The Internal Revenue Service (the “IRS”) has released the 2008 Cumulative List of Changes in Plan Qualification Requirements (the “2008 Cumulative List”). In general, the Cumulative List identifies the changes in qualification requirements that must be taken into account when an application for an opinion, advisory or determination letter is submitted and reviewed by the IRS. The 2008 Cumulative List contains all of the changes in statutes, regulations and guidance that have become effective since December 31, 2001. Thus, the 2008 Cumulative List includes the plan qualification requirements discussed below in addition to those plan qualification requirements included in the 2004, 2005, 2006 and 2007 Cumulative Lists.

The 2008 Cumulative List applies primarily to the plan sponsors of individually designed defined contribution plans (including ESOPs) and defined benefit plans (“individually designed plans”) that fall in Cycle D. Individually designed plans are reviewed by the IRS on a five-year remedial amendment cycle. (See Rev.

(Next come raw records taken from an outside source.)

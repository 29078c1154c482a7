//! Streamed extraction of release archives.
//!
//! Release archives are gzipped tarballs whose integrity is attested by
//! the manifest's `sha256gz`, the SHA-256 of the *compressed* bytes. The
//! extractor verifies and unpacks in a single pass: the archive is never
//! buffered whole in memory and never written to disk in compressed form.
//!
//! # Pipeline
//!
//! ```text
//! download stream ──┬── SHA-256 hasher (async side)
//!                   └── channel ── gzip decode ── tar unpack (blocking task)
//! ```
//!
//! 1. Each downloaded chunk is hashed, then forwarded over a bounded
//!    channel to a blocking task
//! 2. The blocking task adapts the channel into a [`std::io::Read`],
//!    feeds it through a gzip decoder, and unpacks tar entries into the
//!    destination
//! 3. When the stream ends, success requires BOTH the tar reader
//!    finishing cleanly AND the final digest equaling the expected value
//!
//! The hasher keeps draining even after the tar reader stops consuming:
//! tar quits at its end-of-archive marker, before the gzip trailer, while
//! the digest covers every byte of the download.
//!
//! # Entry Policy
//!
//! - **Regular files, directories**: extracted (with path-traversal
//!   protection via `unpack_in`)
//! - **Symlinks**: ignored, not an error - symlink semantics are not
//!   portable to Windows, and release trees do not rely on them
//! - **Anything else** (hard links, devices, FIFOs): fatal
//!   [`SpokeError::UnknownEntryType`]
//!
//! # Failure Cleanup
//!
//! On any failure - transport error, gzip corruption, a forbidden entry,
//! or a digest mismatch - the partially-extracted staging directory is
//! removed before the error surfaces, so a failed download can never
//! leave a torn tree at the target path.
//!
//! # Examples
//!
//! ```rust,no_run
//! use std::path::Path;
//!
//! # async fn example(response: reqwest::Response) -> anyhow::Result<()> {
//! let staging = Path::new("/data/client/spoke-v1.3.0-linux-x86_64");
//! let stream = Box::pin(response.bytes_stream());
//! spoke::extract::extract_tar_gz(
//!     stream,
//!     Path::new("/data/client"),
//!     "9f86d081884c7d659a2feaa0c55ad015a3bf4f1b2b0b822cd15d6c15b0f00a08",
//!     staging,
//! )
//! .await?;
//! # Ok(())
//! # }
//! ```

use std::io::Read;
use std::path::{Path, PathBuf};

use anyhow::{Context, Result};
use bytes::{Buf, Bytes};
use futures::StreamExt;
use sha2::{Digest, Sha256};
use tar::EntryType;
use tracing::debug;

use crate::core::SpokeError;

/// Extract a gzipped tarball from `stream` into `dest`.
///
/// # Parameters
///
/// * `stream` - the downloaded byte stream (chunks of the compressed
///   archive, in order)
/// * `dest` - directory the tar entries are unpacked beneath; created if
///   missing
/// * `expected_sha256` - lowercase or uppercase hex digest the compressed
///   bytes must hash to
/// * `cleanup` - the directory removed on failure; the updater passes the
///   staging directory the archive is expected to produce
///   (`clientRoot/<base>`), while tests usually pass `dest` itself
///
/// # Errors
///
/// - a transport error from the stream itself
/// - gzip or tar corruption
/// - [`SpokeError::UnknownEntryType`] for an entry that is neither a
///   file, a directory, nor a symlink
/// - [`SpokeError::ChecksumMismatch`] when the streamed bytes do not
///   hash to `expected_sha256`
///
/// In every error case `cleanup` has already been removed by the time
/// the error is returned.
pub async fn extract_tar_gz<S, E>(
    stream: S,
    dest: &Path,
    expected_sha256: &str,
    cleanup: &Path,
) -> Result<()>
where
    S: futures::Stream<Item = std::result::Result<Bytes, E>> + Unpin,
    E: std::error::Error + Send + Sync + 'static,
{
    match run_pipeline(stream, dest, expected_sha256).await {
        Ok(()) => Ok(()),
        Err(err) => {
            match std::fs::remove_dir_all(cleanup) {
                Ok(()) => debug!("removed partial extraction at {}", cleanup.display()),
                Err(remove_err) if remove_err.kind() == std::io::ErrorKind::NotFound => {}
                Err(remove_err) => {
                    debug!(
                        "could not clean up {}: {remove_err}",
                        cleanup.display()
                    );
                }
            }
            Err(err)
        }
    }
}

async fn run_pipeline<S, E>(mut stream: S, dest: &Path, expected_sha256: &str) -> Result<()>
where
    S: futures::Stream<Item = std::result::Result<Bytes, E>> + Unpin,
    E: std::error::Error + Send + Sync + 'static,
{
    std::fs::create_dir_all(dest)
        .with_context(|| format!("failed to create {}", dest.display()))?;

    let (tx, rx) = tokio::sync::mpsc::channel::<Bytes>(32);
    let target: PathBuf = dest.to_path_buf();
    let untar = tokio::task::spawn_blocking(move || untar_entries(rx, &target));

    // The digest covers the entire compressed stream, so hashing must
    // continue even after the tar reader has stopped consuming (it quits
    // at the end-of-archive marker, before any gzip trailer bytes).
    let mut hasher = Sha256::new();
    let mut sender = Some(tx);
    let mut stream_error: Option<anyhow::Error> = None;
    while let Some(chunk) = stream.next().await {
        match chunk {
            Ok(chunk) => {
                hasher.update(&chunk);
                if let Some(tx) = &sender {
                    if tx.send(chunk).await.is_err() {
                        // Extractor bailed; its error is reported after
                        // join. Keep draining so the digest stays whole.
                        sender = None;
                    }
                }
            }
            Err(err) => {
                stream_error =
                    Some(anyhow::Error::new(err).context("error while reading download stream"));
                break;
            }
        }
    }
    drop(sender);

    let untar_result = untar.await.context("extractor task panicked")?;
    if let Some(err) = stream_error {
        return Err(err);
    }
    untar_result?;

    let actual = hex::encode(hasher.finalize());
    if !actual.eq_ignore_ascii_case(expected_sha256) {
        return Err(SpokeError::ChecksumMismatch {
            actual,
            expected: expected_sha256.to_string(),
        }
        .into());
    }
    Ok(())
}

fn untar_entries(rx: tokio::sync::mpsc::Receiver<Bytes>, dest: &Path) -> Result<()> {
    let reader = ChannelReader {
        rx,
        current: Bytes::new(),
    };
    let gz = flate2::read::GzDecoder::new(reader);
    let mut archive = tar::Archive::new(gz);
    archive.set_preserve_permissions(true);

    for entry in archive.entries().context("failed to open archive")? {
        let mut entry = entry.context("failed to read archive entry")?;
        let kind = entry.header().entry_type();
        match kind {
            EntryType::Regular | EntryType::Directory => {
                let shown = entry.path().map(|p| p.display().to_string()).ok();
                entry.unpack_in(dest).with_context(|| {
                    format!(
                        "failed to extract {} into {}",
                        shown.as_deref().unwrap_or("<entry>"),
                        dest.display()
                    )
                })?;
            }
            EntryType::Symlink => {
                debug!("ignoring symlink entry {:?}", entry.path().ok());
            }
            other => {
                return Err(SpokeError::UnknownEntryType(format!("{other:?}")).into());
            }
        }
    }
    Ok(())
}

/// Adapts the async channel of downloaded chunks into a blocking reader
/// for the gzip decoder.
struct ChannelReader {
    rx: tokio::sync::mpsc::Receiver<Bytes>,
    current: Bytes,
}

impl Read for ChannelReader {
    fn read(&mut self, buf: &mut [u8]) -> std::io::Result<usize> {
        while self.current.is_empty() {
            match self.rx.blocking_recv() {
                Some(chunk) => self.current = chunk,
                None => return Ok(0),
            }
        }
        let n = buf.len().min(self.current.len());
        buf[..n].copy_from_slice(&self.current[..n]);
        self.current.advance(n);
        Ok(n)
    }
}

Proc. 2005–66 as modified by Rev. Proc. 2007–44.) As a general rule, the five-year cycle is determined by the last digit of the plan sponsor’s employer identification number (EIN). There are exceptions to the general rule for controlled groups, affiliated employers, multiemployer plans and multiple employer plans. Plans with EINs ending in the numbers 4 or 9 fall in Cycle D. Multiemployer plans under Internal Revenue Code (the “Code”) § 414(f) also fall in Cycle D. The remedial amendment period for Cycle D begins on February 1, 2009 and ends on January 31, 2010. A plan sponsor of a Cycle D plan whose first plan year beginning after January 1, 2009 ends on or after February 1, 2010 may defer the submission of its plan until Cycle E (February 1, 2010 – January 31, 2011) for the initial cycle only. All subsequent submissions are required to be submitted in Cycle D.

In this review cycle, the IRS will not consider any statutes enacted or guidance published after October 1, 2008, any qualification requirements first effective in 2010 or later, or any statutory provisions that are first effective in 2009 for which there is no guidance identified in the 2008 Cumulative List. Plans submitted in Cycle D must be amended to include the provisions of the Pension Protection Act of 2006 (the “PPA”) listed below. All plans submitted in Cycle D will receive a determination letter covering PPA even if a plan’s deadline for amending for the PPA is after January 31, 2010. At the option of the plan sponsor, plans submitting in Cycle D may be amended for the Heroes Earnings Assistance and Relief Tax Act of 2008 (the “HEART Act”) but, with the exception of terminating plans, the IRS will not consider the HEART Act in issuing determination letters (even the HEART Act provisions included in the 2008 Cumulative List), and such letters cannot be relied on with respect to HEART Act provisions. Terminating plans must include all law changes in effect at the time of termination including any applicable HEART Act provisions.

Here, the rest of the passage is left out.